What you will do: All lines of the material that contain "facts" must be copied out.

= Beginning of Section =

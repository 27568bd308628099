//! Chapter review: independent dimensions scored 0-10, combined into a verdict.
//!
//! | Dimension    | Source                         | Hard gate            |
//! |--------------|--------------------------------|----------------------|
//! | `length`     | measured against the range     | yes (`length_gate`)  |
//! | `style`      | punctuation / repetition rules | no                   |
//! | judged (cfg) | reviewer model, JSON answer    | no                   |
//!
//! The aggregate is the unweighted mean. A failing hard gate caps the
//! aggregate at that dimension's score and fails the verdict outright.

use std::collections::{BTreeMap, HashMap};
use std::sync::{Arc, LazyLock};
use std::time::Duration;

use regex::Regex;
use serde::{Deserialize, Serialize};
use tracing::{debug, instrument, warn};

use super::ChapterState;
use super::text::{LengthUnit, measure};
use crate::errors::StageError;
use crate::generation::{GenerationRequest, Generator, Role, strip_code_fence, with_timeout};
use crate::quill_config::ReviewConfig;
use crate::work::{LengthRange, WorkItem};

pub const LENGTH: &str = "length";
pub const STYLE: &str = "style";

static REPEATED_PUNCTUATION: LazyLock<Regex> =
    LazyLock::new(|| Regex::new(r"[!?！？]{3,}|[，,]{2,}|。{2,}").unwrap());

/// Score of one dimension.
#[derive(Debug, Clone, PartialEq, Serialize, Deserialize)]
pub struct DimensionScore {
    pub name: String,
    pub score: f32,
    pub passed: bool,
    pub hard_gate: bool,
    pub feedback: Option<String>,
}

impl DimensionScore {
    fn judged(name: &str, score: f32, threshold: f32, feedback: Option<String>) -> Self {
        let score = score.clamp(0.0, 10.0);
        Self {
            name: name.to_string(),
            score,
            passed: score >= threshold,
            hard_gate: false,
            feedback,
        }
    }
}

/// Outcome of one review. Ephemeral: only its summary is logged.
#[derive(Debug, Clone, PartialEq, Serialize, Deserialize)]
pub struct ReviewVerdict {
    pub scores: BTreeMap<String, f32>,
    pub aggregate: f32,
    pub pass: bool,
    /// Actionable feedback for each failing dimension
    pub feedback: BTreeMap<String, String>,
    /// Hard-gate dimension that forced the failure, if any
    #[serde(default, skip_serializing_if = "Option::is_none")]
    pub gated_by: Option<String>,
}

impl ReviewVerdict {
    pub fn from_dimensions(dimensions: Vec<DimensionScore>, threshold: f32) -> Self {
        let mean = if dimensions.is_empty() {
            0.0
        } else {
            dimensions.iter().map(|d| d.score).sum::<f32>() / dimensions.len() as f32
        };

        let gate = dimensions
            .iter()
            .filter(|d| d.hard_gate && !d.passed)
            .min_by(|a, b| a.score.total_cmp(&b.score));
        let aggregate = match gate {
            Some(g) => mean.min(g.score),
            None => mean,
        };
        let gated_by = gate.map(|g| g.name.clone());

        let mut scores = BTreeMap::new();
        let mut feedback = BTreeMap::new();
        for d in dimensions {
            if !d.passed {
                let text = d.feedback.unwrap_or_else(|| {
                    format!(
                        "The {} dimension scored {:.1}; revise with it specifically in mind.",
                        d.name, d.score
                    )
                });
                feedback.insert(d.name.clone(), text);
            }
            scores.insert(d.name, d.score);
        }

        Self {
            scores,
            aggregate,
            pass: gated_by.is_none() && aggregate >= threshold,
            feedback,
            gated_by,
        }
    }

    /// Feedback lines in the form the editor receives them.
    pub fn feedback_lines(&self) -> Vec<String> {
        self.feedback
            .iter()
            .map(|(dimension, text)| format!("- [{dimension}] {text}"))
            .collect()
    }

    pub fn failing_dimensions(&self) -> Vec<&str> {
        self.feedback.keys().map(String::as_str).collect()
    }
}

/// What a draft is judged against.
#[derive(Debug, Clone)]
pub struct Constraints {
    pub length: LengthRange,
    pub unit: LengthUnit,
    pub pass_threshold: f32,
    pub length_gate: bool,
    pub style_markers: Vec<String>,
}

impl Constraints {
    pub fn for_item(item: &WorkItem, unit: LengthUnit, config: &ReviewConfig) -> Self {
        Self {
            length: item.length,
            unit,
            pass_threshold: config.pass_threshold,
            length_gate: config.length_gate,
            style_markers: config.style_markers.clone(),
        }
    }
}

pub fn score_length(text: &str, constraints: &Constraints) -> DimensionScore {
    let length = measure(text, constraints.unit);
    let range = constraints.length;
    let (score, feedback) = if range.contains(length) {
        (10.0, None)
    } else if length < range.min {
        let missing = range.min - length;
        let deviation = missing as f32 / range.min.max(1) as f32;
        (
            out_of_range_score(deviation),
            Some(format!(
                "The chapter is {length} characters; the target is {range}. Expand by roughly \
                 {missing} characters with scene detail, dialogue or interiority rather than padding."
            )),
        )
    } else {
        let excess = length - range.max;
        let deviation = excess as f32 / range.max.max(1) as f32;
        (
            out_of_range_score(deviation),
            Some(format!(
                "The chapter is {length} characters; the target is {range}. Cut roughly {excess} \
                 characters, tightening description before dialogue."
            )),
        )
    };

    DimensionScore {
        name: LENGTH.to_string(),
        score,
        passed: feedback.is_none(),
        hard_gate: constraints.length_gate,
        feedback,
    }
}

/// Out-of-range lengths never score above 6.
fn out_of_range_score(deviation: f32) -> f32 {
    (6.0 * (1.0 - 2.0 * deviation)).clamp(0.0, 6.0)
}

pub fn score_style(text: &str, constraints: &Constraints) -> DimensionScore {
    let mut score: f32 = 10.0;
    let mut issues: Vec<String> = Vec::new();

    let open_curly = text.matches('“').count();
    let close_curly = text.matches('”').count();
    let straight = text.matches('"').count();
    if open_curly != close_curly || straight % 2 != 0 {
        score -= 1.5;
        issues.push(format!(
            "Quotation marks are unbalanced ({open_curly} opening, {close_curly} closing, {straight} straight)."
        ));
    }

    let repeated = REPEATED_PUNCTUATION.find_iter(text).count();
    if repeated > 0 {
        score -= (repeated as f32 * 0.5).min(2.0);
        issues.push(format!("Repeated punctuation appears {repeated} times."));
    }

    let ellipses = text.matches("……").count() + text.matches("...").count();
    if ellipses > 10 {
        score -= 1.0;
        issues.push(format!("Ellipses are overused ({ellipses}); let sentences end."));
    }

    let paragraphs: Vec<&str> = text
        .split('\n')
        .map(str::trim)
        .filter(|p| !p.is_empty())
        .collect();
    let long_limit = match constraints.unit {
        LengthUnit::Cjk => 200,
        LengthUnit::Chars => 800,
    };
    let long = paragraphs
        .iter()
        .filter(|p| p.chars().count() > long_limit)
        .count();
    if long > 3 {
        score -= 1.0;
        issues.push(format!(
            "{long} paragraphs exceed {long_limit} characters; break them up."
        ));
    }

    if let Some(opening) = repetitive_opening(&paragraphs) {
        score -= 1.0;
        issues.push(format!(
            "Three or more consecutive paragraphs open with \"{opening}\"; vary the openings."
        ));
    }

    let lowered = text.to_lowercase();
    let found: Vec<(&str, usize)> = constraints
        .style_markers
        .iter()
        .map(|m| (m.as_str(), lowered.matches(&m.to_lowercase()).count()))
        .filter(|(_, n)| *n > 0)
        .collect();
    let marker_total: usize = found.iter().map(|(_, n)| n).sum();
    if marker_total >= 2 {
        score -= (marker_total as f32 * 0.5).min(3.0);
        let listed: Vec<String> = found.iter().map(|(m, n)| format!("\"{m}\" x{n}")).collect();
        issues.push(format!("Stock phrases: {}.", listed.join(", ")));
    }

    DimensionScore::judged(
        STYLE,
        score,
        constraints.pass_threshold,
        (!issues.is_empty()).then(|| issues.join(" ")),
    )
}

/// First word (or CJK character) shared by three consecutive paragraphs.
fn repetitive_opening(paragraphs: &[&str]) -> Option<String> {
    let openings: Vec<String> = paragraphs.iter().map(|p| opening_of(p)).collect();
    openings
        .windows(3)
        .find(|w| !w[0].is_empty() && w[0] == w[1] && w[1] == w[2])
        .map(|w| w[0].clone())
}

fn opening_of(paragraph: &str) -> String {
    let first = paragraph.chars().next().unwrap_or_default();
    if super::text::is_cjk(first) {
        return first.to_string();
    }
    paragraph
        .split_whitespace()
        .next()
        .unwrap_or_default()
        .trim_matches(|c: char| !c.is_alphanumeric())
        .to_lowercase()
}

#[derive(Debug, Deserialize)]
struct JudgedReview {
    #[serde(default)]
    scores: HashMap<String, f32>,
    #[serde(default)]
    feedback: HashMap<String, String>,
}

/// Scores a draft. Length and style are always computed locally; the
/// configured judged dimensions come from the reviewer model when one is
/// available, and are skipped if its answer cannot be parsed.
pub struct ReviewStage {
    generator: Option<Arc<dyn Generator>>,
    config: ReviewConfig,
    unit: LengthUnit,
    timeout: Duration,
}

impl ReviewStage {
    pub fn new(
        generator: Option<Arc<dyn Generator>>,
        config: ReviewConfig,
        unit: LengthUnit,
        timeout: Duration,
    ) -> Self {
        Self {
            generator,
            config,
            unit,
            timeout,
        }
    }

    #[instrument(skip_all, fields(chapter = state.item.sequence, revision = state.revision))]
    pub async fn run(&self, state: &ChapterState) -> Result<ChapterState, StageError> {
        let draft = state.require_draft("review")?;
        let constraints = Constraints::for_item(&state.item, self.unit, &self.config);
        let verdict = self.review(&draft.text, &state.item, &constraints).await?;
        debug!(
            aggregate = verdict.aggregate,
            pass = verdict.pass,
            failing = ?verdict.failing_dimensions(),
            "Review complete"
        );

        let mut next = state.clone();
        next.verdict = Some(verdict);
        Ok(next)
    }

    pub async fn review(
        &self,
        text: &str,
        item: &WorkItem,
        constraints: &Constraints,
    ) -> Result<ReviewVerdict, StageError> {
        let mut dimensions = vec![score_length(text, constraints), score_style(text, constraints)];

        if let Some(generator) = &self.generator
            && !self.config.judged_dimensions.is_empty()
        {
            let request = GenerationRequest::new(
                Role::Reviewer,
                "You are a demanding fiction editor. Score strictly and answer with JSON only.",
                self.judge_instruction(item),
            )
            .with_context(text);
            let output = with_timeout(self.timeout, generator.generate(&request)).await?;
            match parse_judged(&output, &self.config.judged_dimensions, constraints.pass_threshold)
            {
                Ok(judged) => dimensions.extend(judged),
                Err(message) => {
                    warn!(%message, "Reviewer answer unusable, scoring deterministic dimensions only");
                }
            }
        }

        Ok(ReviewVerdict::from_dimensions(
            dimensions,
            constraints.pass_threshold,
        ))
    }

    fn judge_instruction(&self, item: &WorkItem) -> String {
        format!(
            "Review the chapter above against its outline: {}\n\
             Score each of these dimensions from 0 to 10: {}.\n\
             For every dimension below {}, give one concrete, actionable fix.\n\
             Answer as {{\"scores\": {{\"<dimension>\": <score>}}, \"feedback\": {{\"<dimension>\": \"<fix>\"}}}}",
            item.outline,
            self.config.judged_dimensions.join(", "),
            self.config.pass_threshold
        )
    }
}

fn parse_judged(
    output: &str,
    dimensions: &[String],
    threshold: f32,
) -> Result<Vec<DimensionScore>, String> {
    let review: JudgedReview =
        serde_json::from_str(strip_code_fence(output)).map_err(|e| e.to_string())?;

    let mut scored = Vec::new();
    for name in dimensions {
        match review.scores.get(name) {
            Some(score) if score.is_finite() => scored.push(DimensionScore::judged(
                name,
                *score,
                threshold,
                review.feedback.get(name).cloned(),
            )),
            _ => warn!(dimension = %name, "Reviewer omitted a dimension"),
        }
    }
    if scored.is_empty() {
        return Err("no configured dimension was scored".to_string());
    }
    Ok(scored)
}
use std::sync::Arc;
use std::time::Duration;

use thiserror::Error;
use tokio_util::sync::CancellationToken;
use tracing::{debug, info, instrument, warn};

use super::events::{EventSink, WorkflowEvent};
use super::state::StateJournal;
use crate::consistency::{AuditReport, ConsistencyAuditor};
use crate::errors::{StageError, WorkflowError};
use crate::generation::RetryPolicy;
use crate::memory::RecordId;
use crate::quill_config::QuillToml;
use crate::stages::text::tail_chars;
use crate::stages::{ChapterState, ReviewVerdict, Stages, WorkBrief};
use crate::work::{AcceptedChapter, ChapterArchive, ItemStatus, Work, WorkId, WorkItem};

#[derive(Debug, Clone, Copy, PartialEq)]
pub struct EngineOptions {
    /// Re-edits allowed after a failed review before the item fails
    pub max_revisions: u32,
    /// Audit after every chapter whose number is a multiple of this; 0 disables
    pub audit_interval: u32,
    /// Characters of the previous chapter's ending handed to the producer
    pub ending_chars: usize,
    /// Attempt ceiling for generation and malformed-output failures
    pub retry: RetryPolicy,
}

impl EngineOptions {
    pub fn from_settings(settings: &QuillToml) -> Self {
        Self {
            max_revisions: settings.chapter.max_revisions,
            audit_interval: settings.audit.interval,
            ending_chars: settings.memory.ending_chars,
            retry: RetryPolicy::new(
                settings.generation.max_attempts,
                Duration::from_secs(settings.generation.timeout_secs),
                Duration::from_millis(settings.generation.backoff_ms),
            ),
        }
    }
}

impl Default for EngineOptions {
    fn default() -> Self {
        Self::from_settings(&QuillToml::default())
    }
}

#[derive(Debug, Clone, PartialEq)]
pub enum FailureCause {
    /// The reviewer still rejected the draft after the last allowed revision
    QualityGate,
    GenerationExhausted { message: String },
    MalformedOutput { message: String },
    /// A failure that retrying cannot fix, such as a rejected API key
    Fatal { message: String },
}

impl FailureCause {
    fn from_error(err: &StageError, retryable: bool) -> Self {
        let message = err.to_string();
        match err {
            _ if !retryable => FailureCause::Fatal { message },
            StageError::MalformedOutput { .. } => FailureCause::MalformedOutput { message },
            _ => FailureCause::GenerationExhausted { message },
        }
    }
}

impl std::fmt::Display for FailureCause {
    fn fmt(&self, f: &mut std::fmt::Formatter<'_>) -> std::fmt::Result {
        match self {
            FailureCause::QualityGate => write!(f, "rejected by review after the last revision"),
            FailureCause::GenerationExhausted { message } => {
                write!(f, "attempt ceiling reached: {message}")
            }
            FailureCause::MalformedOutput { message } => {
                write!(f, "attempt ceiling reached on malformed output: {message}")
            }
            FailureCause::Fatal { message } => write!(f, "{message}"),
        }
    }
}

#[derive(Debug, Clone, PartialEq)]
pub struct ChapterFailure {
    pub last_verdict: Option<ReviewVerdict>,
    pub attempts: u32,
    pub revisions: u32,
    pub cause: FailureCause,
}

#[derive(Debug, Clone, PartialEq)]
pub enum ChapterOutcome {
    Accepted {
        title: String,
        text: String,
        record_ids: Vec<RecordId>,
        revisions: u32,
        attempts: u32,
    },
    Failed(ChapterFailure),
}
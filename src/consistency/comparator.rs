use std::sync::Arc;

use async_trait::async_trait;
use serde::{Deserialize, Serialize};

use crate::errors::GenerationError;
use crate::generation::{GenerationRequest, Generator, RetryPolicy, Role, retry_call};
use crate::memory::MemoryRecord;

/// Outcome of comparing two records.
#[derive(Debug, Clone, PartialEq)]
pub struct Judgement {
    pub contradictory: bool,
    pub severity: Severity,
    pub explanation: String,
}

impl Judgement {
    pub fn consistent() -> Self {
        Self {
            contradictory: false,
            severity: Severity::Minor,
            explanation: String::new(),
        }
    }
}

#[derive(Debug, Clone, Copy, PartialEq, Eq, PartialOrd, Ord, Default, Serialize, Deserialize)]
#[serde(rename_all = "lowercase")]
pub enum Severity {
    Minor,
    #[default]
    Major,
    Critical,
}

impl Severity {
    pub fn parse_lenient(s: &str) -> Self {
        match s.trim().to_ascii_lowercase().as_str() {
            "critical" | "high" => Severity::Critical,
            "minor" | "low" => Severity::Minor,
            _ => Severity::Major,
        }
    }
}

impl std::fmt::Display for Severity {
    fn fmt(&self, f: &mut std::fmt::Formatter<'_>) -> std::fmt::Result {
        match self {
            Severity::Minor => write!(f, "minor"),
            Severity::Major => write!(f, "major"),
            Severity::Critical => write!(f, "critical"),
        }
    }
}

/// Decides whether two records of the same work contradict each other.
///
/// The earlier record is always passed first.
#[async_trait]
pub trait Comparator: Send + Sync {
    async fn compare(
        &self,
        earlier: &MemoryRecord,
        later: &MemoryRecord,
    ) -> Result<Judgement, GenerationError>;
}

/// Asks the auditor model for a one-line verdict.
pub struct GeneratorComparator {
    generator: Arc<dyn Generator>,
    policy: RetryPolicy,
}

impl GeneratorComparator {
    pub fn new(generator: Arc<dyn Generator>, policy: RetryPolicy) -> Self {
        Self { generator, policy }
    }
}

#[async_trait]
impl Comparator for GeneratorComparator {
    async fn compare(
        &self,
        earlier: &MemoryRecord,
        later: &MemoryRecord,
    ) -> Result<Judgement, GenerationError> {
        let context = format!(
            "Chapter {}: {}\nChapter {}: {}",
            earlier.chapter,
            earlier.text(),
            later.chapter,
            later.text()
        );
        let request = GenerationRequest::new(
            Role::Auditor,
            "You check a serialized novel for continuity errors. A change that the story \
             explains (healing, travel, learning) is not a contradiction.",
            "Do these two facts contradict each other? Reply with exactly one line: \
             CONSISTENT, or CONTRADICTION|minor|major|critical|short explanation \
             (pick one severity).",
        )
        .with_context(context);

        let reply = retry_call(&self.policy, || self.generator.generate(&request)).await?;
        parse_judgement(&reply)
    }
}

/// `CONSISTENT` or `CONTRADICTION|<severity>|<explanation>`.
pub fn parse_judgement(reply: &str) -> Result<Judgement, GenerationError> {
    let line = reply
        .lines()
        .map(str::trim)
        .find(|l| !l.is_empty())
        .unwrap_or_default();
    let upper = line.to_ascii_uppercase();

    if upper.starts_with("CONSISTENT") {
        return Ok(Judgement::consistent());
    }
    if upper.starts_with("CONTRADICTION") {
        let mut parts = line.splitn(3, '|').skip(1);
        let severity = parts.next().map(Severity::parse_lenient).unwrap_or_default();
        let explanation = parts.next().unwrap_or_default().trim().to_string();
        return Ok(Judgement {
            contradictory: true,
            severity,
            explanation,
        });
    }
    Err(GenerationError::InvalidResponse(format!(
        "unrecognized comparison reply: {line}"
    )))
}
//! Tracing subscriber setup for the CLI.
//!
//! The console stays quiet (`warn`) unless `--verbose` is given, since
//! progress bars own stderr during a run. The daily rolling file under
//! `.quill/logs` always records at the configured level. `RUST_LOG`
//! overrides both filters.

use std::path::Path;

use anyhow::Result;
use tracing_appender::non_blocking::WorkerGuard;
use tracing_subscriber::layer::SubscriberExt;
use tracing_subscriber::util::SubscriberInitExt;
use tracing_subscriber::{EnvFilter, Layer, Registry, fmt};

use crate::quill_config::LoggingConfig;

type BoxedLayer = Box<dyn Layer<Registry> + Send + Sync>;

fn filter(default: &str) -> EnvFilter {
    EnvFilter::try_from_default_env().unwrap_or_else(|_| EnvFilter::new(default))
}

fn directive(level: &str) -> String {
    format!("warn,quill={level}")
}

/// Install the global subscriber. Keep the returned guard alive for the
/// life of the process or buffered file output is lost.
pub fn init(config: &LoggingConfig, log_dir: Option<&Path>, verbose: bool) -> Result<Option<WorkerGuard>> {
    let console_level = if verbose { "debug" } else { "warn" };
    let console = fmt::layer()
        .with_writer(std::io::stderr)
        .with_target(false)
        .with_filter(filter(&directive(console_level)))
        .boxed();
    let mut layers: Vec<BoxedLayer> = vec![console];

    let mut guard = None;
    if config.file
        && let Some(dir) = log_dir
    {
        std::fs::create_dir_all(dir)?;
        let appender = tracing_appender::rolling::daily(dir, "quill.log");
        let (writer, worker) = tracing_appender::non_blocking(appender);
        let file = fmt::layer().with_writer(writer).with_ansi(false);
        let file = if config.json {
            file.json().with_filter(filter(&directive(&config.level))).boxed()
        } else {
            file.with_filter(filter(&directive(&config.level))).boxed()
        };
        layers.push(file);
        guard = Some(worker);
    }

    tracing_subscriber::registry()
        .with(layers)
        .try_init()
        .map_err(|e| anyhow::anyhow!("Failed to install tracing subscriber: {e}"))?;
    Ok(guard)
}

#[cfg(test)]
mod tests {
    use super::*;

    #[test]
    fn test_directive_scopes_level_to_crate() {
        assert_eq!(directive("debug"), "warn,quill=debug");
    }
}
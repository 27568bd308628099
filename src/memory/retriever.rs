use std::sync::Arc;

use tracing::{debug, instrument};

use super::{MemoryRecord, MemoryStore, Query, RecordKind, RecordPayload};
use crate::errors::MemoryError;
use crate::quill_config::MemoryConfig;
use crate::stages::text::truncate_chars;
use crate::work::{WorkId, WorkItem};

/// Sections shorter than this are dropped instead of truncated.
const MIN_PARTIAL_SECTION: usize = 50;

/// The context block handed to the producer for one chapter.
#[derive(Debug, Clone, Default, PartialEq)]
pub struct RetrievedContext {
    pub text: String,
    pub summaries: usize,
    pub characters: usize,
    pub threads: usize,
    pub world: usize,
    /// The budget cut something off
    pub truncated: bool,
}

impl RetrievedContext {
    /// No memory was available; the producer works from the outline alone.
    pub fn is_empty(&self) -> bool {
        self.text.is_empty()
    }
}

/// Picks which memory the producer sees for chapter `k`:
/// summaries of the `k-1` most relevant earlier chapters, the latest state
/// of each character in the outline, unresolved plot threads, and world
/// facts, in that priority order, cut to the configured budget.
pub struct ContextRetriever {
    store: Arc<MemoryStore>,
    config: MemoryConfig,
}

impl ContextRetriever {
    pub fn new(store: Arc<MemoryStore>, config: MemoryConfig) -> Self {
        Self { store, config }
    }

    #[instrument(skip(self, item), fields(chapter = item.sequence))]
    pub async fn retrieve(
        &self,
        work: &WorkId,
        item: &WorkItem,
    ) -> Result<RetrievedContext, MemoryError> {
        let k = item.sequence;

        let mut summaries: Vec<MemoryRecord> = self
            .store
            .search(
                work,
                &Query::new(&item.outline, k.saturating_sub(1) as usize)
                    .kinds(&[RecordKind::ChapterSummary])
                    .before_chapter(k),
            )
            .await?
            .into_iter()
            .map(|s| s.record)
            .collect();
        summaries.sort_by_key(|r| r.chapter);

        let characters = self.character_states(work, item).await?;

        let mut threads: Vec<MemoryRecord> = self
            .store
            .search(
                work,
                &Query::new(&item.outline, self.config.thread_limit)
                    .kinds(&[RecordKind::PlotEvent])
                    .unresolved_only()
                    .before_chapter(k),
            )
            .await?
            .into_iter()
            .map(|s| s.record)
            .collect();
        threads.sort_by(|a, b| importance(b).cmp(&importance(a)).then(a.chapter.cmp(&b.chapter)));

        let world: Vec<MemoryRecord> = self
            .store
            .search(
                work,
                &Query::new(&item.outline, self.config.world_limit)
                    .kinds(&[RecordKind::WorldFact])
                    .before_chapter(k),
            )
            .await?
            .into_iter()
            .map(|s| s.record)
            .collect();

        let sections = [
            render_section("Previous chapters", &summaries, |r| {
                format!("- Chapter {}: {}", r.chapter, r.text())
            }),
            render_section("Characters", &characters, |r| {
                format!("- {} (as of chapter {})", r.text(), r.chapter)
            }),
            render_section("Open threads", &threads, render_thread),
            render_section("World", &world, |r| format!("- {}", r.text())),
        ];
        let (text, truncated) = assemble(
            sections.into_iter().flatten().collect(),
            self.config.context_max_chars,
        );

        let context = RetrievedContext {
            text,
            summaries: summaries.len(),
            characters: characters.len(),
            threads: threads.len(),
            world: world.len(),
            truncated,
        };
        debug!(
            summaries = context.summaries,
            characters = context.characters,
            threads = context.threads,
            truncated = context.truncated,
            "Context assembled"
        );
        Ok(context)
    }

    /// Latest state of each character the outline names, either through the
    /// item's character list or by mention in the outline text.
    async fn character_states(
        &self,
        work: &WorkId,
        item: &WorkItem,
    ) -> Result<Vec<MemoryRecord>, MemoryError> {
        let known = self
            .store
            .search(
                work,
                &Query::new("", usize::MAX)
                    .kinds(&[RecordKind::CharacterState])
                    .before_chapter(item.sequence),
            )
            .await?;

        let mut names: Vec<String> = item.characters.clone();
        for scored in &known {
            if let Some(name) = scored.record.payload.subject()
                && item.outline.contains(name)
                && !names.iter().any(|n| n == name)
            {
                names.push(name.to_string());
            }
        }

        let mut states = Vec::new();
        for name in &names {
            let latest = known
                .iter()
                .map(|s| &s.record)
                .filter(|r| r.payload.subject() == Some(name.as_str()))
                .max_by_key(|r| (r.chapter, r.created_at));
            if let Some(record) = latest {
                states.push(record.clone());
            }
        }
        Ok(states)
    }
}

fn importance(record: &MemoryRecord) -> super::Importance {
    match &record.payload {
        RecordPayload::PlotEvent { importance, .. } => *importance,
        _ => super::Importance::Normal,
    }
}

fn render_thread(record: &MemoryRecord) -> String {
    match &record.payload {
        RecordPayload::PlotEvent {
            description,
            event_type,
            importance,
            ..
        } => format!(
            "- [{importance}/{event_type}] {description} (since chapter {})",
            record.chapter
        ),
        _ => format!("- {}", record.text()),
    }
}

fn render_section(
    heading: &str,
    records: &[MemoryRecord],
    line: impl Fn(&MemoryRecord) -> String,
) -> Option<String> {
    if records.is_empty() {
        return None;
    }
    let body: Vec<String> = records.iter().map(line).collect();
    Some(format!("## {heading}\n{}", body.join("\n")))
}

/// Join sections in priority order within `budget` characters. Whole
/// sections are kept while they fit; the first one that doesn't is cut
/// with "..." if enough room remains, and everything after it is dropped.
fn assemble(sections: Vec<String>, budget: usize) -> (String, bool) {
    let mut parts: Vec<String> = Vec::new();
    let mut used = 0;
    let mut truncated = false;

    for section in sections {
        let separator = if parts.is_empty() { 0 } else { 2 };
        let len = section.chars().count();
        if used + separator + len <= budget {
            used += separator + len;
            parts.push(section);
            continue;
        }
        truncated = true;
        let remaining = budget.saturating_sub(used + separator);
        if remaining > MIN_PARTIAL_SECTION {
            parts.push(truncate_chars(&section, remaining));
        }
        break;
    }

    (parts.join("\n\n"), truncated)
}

= End of Section =

Output:
            "Do these two facts contradict each other? Reply with exactly one line: \
/// facts, in that priority order, cut to the configured budget.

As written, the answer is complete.